TikTok is a strong buying spurt for Gen Z because the creators look authentic, unlike Instagram, where the goal is to post the perfect-looking selfie, said Hana Ben-Shabat, founder of Gen Z Planet. Her consulting firm focuses on the generation born between the late 1990s and 2016, a cohort that practically lives off TikTok.

The users trust the recommendations, she says: “This is a real person who tells me a real story.”

Instagram, YouTube, and other platforms connected people with friends or random funny videos before marketers realized their sales potential. Loss of authenticity could pose a risk to TikTok as more ads and shopping options flood the app. When ads “are obvious or awkward, that’s more of a problem,” said Colin Campbell, assistant professor of marketing at the University of San Diego.

Influencers who get paid for brands get better at offering goods to their followers and telling them that even though they’re getting paid, they’re recommending a product they actually like. “They feel like our friends even though they aren’t,” he said.

Channah Myers, a 21-year-old barista from Goodyear, Arizona, bought a pair of Aerie leggings for $ 50 after watching multiple TikTok videos of women saying the cruciate ligaments on their waists gave them a more hourglass-like figure . “It’s funny, I shop at Aerie religiously and I had no idea they existed until I saw them on TikTok,” Myers said.

After these Aerie leggings went viral on TikTok in 2020, the teenage retailer expanded the same design to include biker shorts, tennis skirts and bikini bottoms, all of which can be found by searching for “TikTok” on Aerie’s website. It wouldn’t tell how many of the leggings were sold.

TikTok, along with other tech companies like Snapchat, is preparing to challenge Facebook as a social shopping powerhouse. Shopping on social media sites, known as social commerce, is a $ 37 billion market in the US, according to eMarketer, sourced primarily from Instagram and its parent company Facebook. By the end of 2025, this number is expected to more than double to 80 billion US dollars.

Last month, TikTok began testing a way for brands to set up a shop within the app and send users to checkout on their websites. But TikTok has hinted that more is to come. At some point it could look more like Douyin, TikTok’s sister app in China, where products can be bought and sold without leaving the app – just like on Facebook and Instagram.

“Over the past year we’ve seen a new type of shopping experience come to life driven by the TikTok community,” said Sandie Hawkins, general manager of TikTok, which works with brands to get them to advertise in the app to buy and help “We look forward to continuing to listen to our community and develop solutions to help them discover, engage, and buy the products they love.”

This includes The Pink Stuff, a UK cleaning product that wasn’t available in the US last year.
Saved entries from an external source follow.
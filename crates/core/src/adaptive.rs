use serde::{Deserialize, Serialize};
use std::fmt;
use std::str::FromStr;
use thiserror::Error;

use crate::model::Outcome;

//
// ─── ERRORS ────────────────────────────────────────────────────────────────────
//

#[derive(Debug, Error, Clone, PartialEq, Eq)]
#[error("unknown difficulty tier: {raw}")]
pub struct ParseDifficultyError {
    pub raw: String,
}

//
// ─── DIFFICULTY ────────────────────────────────────────────────────────────────
//

/// The three ordered difficulty tiers.
#[derive(Debug, Clone, Copy, PartialEq, Eq, PartialOrd, Ord, Serialize, Deserialize)]
#[serde(rename_all = "lowercase")]
pub enum Difficulty {
    Easy,
    Medium,
    Hard,
}

impl Difficulty {
    /// One tier up, saturating at `Hard`.
    #[must_use]
    pub fn step_up(self) -> Self {
        match self {
            Difficulty::Easy => Difficulty::Medium,
            Difficulty::Medium | Difficulty::Hard => Difficulty::Hard,
        }
    }

    /// One tier down, saturating at `Easy`.
    #[must_use]
    pub fn step_down(self) -> Self {
        match self {
            Difficulty::Hard => Difficulty::Medium,
            Difficulty::Medium | Difficulty::Easy => Difficulty::Easy,
        }
    }
}

impl fmt::Display for Difficulty {
    fn fmt(&self, f: &mut fmt::Formatter<'_>) -> fmt::Result {
        let name = match self {
            Difficulty::Easy => "easy",
            Difficulty::Medium => "medium",
            Difficulty::Hard => "hard",
        };
        write!(f, "{name}")
    }
}

impl FromStr for Difficulty {
    type Err = ParseDifficultyError;

    fn from_str(s: &str) -> Result<Self, Self::Err> {
        match s.trim().to_lowercase().as_str() {
            "easy" => Ok(Difficulty::Easy),
            "medium" => Ok(Difficulty::Medium),
            "hard" => Ok(Difficulty::Hard),
            _ => Err(ParseDifficultyError { raw: s.to_string() }),
        }
    }
}

//
// ─── ADAPTER ───────────────────────────────────────────────────────────────────
//

/// Proposes the next difficulty tier from the most recent scoring outcomes.
///
/// The adapter inspects exactly the last `window` outcomes (default 2): a
/// full streak of correct answers moves one tier up, a full streak of
/// incorrect answers moves one tier down, anything else leaves the tier
/// unchanged. It never looks further back and never moves more than one
/// tier per invocation, whatever the streak length.
#[derive(Debug, Clone, Copy, PartialEq, Eq)]
pub struct DifficultyAdapter {
    window: usize,
}

impl DifficultyAdapter {
    /// Window is validated upstream by `QuizSettings`; values below 2 are
    /// clamped defensively so the adapter itself stays total.
    #[must_use]
    pub fn new(window: u32) -> Self {
        Self {
            window: (window.max(2)) as usize,
        }
    }

    #[must_use]
    pub fn window(&self) -> usize {
        self.window
    }

    /// Pure proposal: `(history, current) -> next`.
    #[must_use]
    pub fn propose(&self, history: &[Outcome], current: Difficulty) -> Difficulty {
        if history.len() < self.window {
            return current;
        }
        let recent = &history[history.len() - self.window..];

        if recent.iter().all(|outcome| outcome.is_correct()) {
            current.step_up()
        } else if recent.iter().all(|outcome| !outcome.is_correct()) {
            current.step_down()
        } else {
            current
        }
    }
}

impl Default for DifficultyAdapter {
    fn default() -> Self {
        Self::new(2)
    }
}

//
// ─── TESTS ─────────────────────────────────────────────────────────────────────
//
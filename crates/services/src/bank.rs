//! Offline collaborators used when no AI backend is configured.
//!
//! The bank serves hand-written finance questions, avoiding repeats within a
//! session until a tier is exhausted. Recycling beats refusing: a session
//! configured longer than a tier's supply still completes.

use std::collections::HashSet;
use std::sync::{Mutex, PoisonError};

use async_trait::async_trait;
use rand::seq::IndexedRandom;

use quiz_core::Difficulty;
use quiz_core::model::{Outcome, Question, QuestionDraft, QuestionKind, QuizReport};

use crate::error::{GeneratorError, SummaryError};
use crate::sources::{QuestionSource, SummarySource};

//
// ─── QUESTION BANK ─────────────────────────────────────────────────────────────
//

struct BankEntry {
    difficulty: Difficulty,
    kind: QuestionKind,
    prompt: &'static str,
    options: &'static [&'static str],
    correct: &'static str,
    explanation: &'static str,
}

const BANK: &[BankEntry] = &[
    // Easy tier.
    BankEntry {
        difficulty: Difficulty::Easy,
        kind: QuestionKind::MultipleChoice,
        prompt: "Which financial statement reports a company's revenues and expenses over a period?",
        options: &[
            "Balance sheet",
            "Income statement",
            "Statement of shareholders' equity",
            "Auditor's report",
        ],
        correct: "b",
        explanation: "The income statement summarizes revenues and expenses to arrive at net income for the period.",
    },
    BankEntry {
        difficulty: Difficulty::Easy,
        kind: QuestionKind::TrueFalse,
        prompt: "A bond is a form of debt issued by a company or government.",
        options: &[],
        correct: "true",
        explanation: "Bonds are debt instruments: the issuer borrows from bondholders and repays with interest.",
    },
    BankEntry {
        difficulty: Difficulty::Easy,
        kind: QuestionKind::YesNo,
        prompt: "Does diversification reduce the risk of a portfolio?",
        options: &[],
        correct: "yes",
        explanation: "Spreading investments across assets lowers exposure to any single holding's losses.",
    },
    BankEntry {
        difficulty: Difficulty::Easy,
        kind: QuestionKind::MultipleChoice,
        prompt: "Which of these is the most liquid asset?",
        options: &["Real estate", "Machinery", "Cash", "Patents"],
        correct: "c",
        explanation: "Cash needs no conversion; every other asset must first be sold to pay obligations.",
    },
    // Medium tier.
    BankEntry {
        difficulty: Difficulty::Medium,
        kind: QuestionKind::MultipleChoice,
        prompt: "What does the price-to-earnings (P/E) ratio compare?",
        options: &[
            "Share price to book value",
            "Share price to earnings per share",
            "Dividends to total debt",
            "Revenue to total assets",
        ],
        correct: "b",
        explanation: "P/E divides the market price per share by earnings per share, showing what investors pay per unit of profit.",
    },
    BankEntry {
        difficulty: Difficulty::Medium,
        kind: QuestionKind::TrueFalse,
        prompt: "When market interest rates rise, the price of existing fixed-rate bonds rises too.",
        options: &[],
        correct: "false",
        explanation: "Bond prices move inversely to rates: higher new yields make older, lower coupons less attractive.",
    },
    BankEntry {
        difficulty: Difficulty::Medium,
        kind: QuestionKind::MultipleChoice,
        prompt: "The current ratio divides current assets by which figure?",
        options: &[
            "Total equity",
            "Current liabilities",
            "Net income",
            "Long-term debt",
        ],
        correct: "b",
        explanation: "Current assets over current liabilities gauges the ability to cover near-term obligations.",
    },
    BankEntry {
        difficulty: Difficulty::Medium,
        kind: QuestionKind::YesNo,
        prompt: "Are retained earnings part of shareholders' equity?",
        options: &[],
        correct: "yes",
        explanation: "Profits kept in the business accumulate in equity rather than being paid out as dividends.",
    },
    // Hard tier.
    BankEntry {
        difficulty: Difficulty::Hard,
        kind: QuestionKind::MultipleChoice,
        prompt: "The internal rate of return (IRR) of a project is the discount rate at which:",
        options: &[
            "Net present value equals zero",
            "Payback period equals one year",
            "Operating margin is maximized",
            "Cost of capital equals inflation",
        ],
        correct: "a",
        explanation: "IRR is defined as the rate that sets the project's net present value to zero.",
    },
    BankEntry {
        difficulty: Difficulty::Hard,
        kind: QuestionKind::TrueFalse,
        prompt: "In the CAPM, a stock with a beta above 1 is expected to be more volatile than the market.",
        options: &[],
        correct: "true",
        explanation: "Beta measures sensitivity to market moves; above 1 means amplified swings in both directions.",
    },
    BankEntry {
        difficulty: Difficulty::Hard,
        kind: QuestionKind::MultipleChoice,
        prompt: "Which measure best captures a bond's price sensitivity to interest rate changes?",
        options: &["Coupon rate", "Duration", "Par value", "Current yield"],
        correct: "b",
        explanation: "Duration approximates the percentage price change for a small change in yield.",
    },
    BankEntry {
        difficulty: Difficulty::Hard,
        kind: QuestionKind::YesNo,
        prompt: "Can a company report positive net income while its operating cash flow is negative?",
        options: &[],
        correct: "yes",
        explanation: "Accrual items such as receivables growth can lift income while cash collection lags behind.",
    },
];

/// Serves built-in questions at the requested tier, tracking which prompts a
/// session has already seen.
#[derive(Default)]
pub struct QuestionBank {
    served: Mutex<HashSet<&'static str>>,
}

impl QuestionBank {
    #[must_use]
    pub fn new() -> Self {
        Self::default()
    }

    fn pick(&self, difficulty: Difficulty) -> Result<&'static BankEntry, GeneratorError> {
        let mut served = self
            .served
            .lock()
            .unwrap_or_else(PoisonError::into_inner);

        let tier: Vec<&BankEntry> = BANK
            .iter()
            .filter(|entry| entry.difficulty == difficulty)
            .collect();
        let mut candidates: Vec<&BankEntry> = tier
            .iter()
            .copied()
            .filter(|entry| !served.contains(entry.prompt))
            .collect();

        if candidates.is_empty() {
            // Tier exhausted within the session. Recycle it.
            for entry in &tier {
                served.remove(entry.prompt);
            }
            candidates = tier;
        }

        let entry = candidates
            .choose(&mut rand::rng())
            .copied()
            .ok_or(GeneratorError::Unavailable)?;
        served.insert(entry.prompt);
        Ok(entry)
    }
}

#[async_trait]
impl QuestionSource for QuestionBank {
    async fn generate(
        &self,
        _topic: &str,
        difficulty: Difficulty,
    ) -> Result<Question, GeneratorError> {
        let entry = self.pick(difficulty)?;
        let question = QuestionDraft {
            kind: entry.kind,
            prompt: entry.prompt.to_string(),
            options: entry.options.iter().map(|option| (*option).to_string()).collect(),
            correct_answer: entry.correct.to_string(),
            explanation: entry.explanation.to_string(),
        }
        .validate()?;
        Ok(question)
    }
}

//
// ─── TEMPLATE SUMMARY ──────────────────────────────────────────────────────────
//

/// Deterministic summary used when no AI backend is configured.
#[derive(Debug, Clone, Copy, Default)]
pub struct TemplateSummary;

#[async_trait]
impl SummarySource for TemplateSummary {
    async fn summarize(&self, report: &QuizReport) -> Result<String, SummaryError> {
        let mut summary = format!(
            "You scored {} of {} points ({} of {} correct).",
            report.score, report.max_score, report.correct, report.answered
        );

        let missed: Vec<&str> = report
            .entries
            .iter()
            .filter(|entry| entry.outcome == Outcome::Incorrect)
            .map(|entry| entry.prompt.as_str())
            .collect();

        if missed.is_empty() {
            summary.push_str(" A clean run. Try a harder tier next time.");
        } else {
            summary.push_str("\n\nWorth revisiting:");
            for prompt in missed {
                summary.push_str("\n  * ");
                summary.push_str(prompt);
            }
        }

        Ok(summary)
    }
}

//
// ─── TESTS ─────────────────────────────────────────────────────────────────────
//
That changed when videos of people scrubbing rusty pots and greasy countertops with them went viral on TikTok, leading the brand to cross the Atlantic. According to Sal Pesce, president and chief operating officer of The Pink Stuff US, it launched on Amazon in January with 1.3 million tubs sold per month and is receiving calls from big stores wanting to stock it

“I’ve never seen anything like it,” he said.